START PROVIDED INFORMATION

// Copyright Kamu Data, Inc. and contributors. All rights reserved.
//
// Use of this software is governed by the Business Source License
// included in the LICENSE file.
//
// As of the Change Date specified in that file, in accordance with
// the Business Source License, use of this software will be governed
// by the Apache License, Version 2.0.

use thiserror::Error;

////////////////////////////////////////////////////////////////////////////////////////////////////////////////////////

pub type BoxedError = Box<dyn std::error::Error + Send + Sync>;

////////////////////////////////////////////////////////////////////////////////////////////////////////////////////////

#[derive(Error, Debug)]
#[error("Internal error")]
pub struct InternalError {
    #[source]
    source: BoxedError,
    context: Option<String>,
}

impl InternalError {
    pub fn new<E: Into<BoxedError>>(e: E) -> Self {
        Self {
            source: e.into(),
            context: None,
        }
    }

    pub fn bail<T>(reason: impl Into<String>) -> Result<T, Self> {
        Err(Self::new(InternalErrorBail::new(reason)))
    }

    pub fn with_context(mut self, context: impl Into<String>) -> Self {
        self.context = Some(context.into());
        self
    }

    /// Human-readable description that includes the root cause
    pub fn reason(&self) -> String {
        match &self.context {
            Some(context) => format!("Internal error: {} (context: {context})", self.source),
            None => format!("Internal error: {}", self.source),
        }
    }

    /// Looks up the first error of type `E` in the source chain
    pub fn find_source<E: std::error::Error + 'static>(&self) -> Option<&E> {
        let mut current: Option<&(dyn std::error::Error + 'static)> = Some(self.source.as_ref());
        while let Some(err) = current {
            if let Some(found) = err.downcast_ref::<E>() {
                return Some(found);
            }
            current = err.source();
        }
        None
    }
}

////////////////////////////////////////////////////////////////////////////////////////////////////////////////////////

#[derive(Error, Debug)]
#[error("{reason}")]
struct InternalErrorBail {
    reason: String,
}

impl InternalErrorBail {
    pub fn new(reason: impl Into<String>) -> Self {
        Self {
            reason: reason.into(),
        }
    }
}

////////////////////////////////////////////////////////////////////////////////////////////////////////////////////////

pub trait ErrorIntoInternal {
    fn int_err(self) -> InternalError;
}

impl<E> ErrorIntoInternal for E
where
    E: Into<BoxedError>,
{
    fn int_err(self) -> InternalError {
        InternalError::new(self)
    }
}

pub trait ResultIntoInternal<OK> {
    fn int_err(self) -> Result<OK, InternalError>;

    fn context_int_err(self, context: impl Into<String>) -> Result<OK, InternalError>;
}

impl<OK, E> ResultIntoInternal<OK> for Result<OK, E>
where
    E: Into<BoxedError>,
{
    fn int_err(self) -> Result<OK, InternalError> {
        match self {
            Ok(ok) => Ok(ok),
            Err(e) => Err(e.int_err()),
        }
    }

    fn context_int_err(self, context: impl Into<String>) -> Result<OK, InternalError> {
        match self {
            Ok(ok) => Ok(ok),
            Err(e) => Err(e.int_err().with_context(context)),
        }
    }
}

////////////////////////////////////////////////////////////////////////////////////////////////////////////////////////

END PROVIDED INFORMATION

The word "struct" appears in some of the lines above. Copy those lines.

RESULT FOR THIS TASK:
pub struct InternalError {
struct InternalErrorBail {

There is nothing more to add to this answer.